Peak Oil, peak metals extraction, peak currency creation, peak extinctions... It is a battle contained to a nook within our thoughts, playing out the drama for the rest of our creations to live by. The opulence now available within the species will not travel well for seven billion: and yet we all want to know its taste, and fill our cupboard by it. There is a saying in some think-tank circles across Canada which arose from the universal-health-care debate several years back: 'If you kill it, it will die.' Which surely feels like the solution for an economic situation whose conclusion is invariably falling upon us. It is a terribly optimistic course of action. And I do emphasize terribly. If we look to the future with any anticipation and authenticity, we await the opportunity to forgive ourselves, smelting down every grail in hope of starting-over.

{ source: from a contrary point of view }
Certainly we would all have our cake and eat it too: we would have unending riches and comfort pinned to ever-less work, but that truly involves cooperation. Even with the cosmos. And especially with the seasonality of the given things before us... Insider-Trading is a form of cooperation, but more so it is a confession of bitterness and childishness, as if Cake were not a thing for sharing - let alone gratitude. And those-without-cake(!) must have inherently never deserved to experience cake in the first place. Not a crumb. But such thinking is again Our Situation - when given a voice. Such is the inevitability of classism, which is the inevitability of constant-growth.

Which brings then four levels of confidence to mind, of which Growth Economics speak to these lower and lesser expressions: supplicant, combative, competitive, and finally, Cooperative. Each creates the next as we mature, and, given our Situation, we either progress through these stages toward the pinnacle of cooperation, or we stagnate or stalemate-ourselves within one of these steps. Those fine-and-good with this system grow comfortable into their competitions and their combats; happy to find supplicants, ridiculing the Cooperative.

The thing I find most curious about human Life is that we can observe from deep-down when we can be doing better. There is something about the inherent stubbornness tucked inside a bitter gesture which tells me so, and I believe growth-economics to be a very large, and very bitter, gesture. Hence its appeal: it does satisfy many an amazing thing - landing on Mars, say, or the will to conquer having known what it is to be divided - but again, the overall system offers no Return. Our investments offer a return (on paper), but rarely to the ecology which issues forth our current level of prosperity (not to mention the paper). It would be akin to selfish love-making, the supplanting of an exercise which might otherwise reveal much more beauty and soul. And so this way of living is condensing the pleasures we might also and otherwise find in the future.

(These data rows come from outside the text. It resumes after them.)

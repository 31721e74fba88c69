//! Filterable, searchable, paginated account list with a reusable paginator
//! control.

pub mod domain;
pub mod dto;
pub mod forms;
pub mod list_view;
pub mod models;
pub mod pagination;
pub mod repository;
pub mod services;

pub const DEFAULT_PAGE_SIZE: usize = 25;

Is such a system Creative? Quite possibly. Divine: definitely no. In spite of its architects. It is busy work, and not our Best. If we have the audacity to label our own human lives sentient and the endless black matters standing between one another and up to the planets not-so: what grants us that authority? Where does this power to self-author come from? It strikes me that matter itself is intelligent - that the light which passes through a thing, holding a thing together is where the ingredients for an idea discover themselves thriving - and our good chances are to have had us born with some fine sense to see them(!) Will we monetize this too? Moreover: have we not already..?

Courage, is simply to do the right thing then. True and authentic growth is to see that One is not alone; that any thought new-to-you came from circumstance, and from the same set of circumstances which float through the ages and the cosmos. Growth economics truly skew and dampen our inner, best, and authentic sense of what-is-right and what-is-possible. It assumes a win-loose outcome within a garden where All, thrives ever by Win-Win.

Constant growth on a finite planet pits us against anything we experience as holy: our time, firstly, our creativity, our social values, and of course Nature herself... Our basic needs, rather than moving in tandem with the natural abundance of this ripe planet, are sought out against those who surround us. We assume distrust is natural and good... How contrary to the human heart(!) Bound to the system which organizes us, we are simultaneously divided by it. By such is war made inevitable, and all the peace protests in the world spell out  m-i-s-d-i-r-e-c-t-e-d   e-n-e-r-g-y.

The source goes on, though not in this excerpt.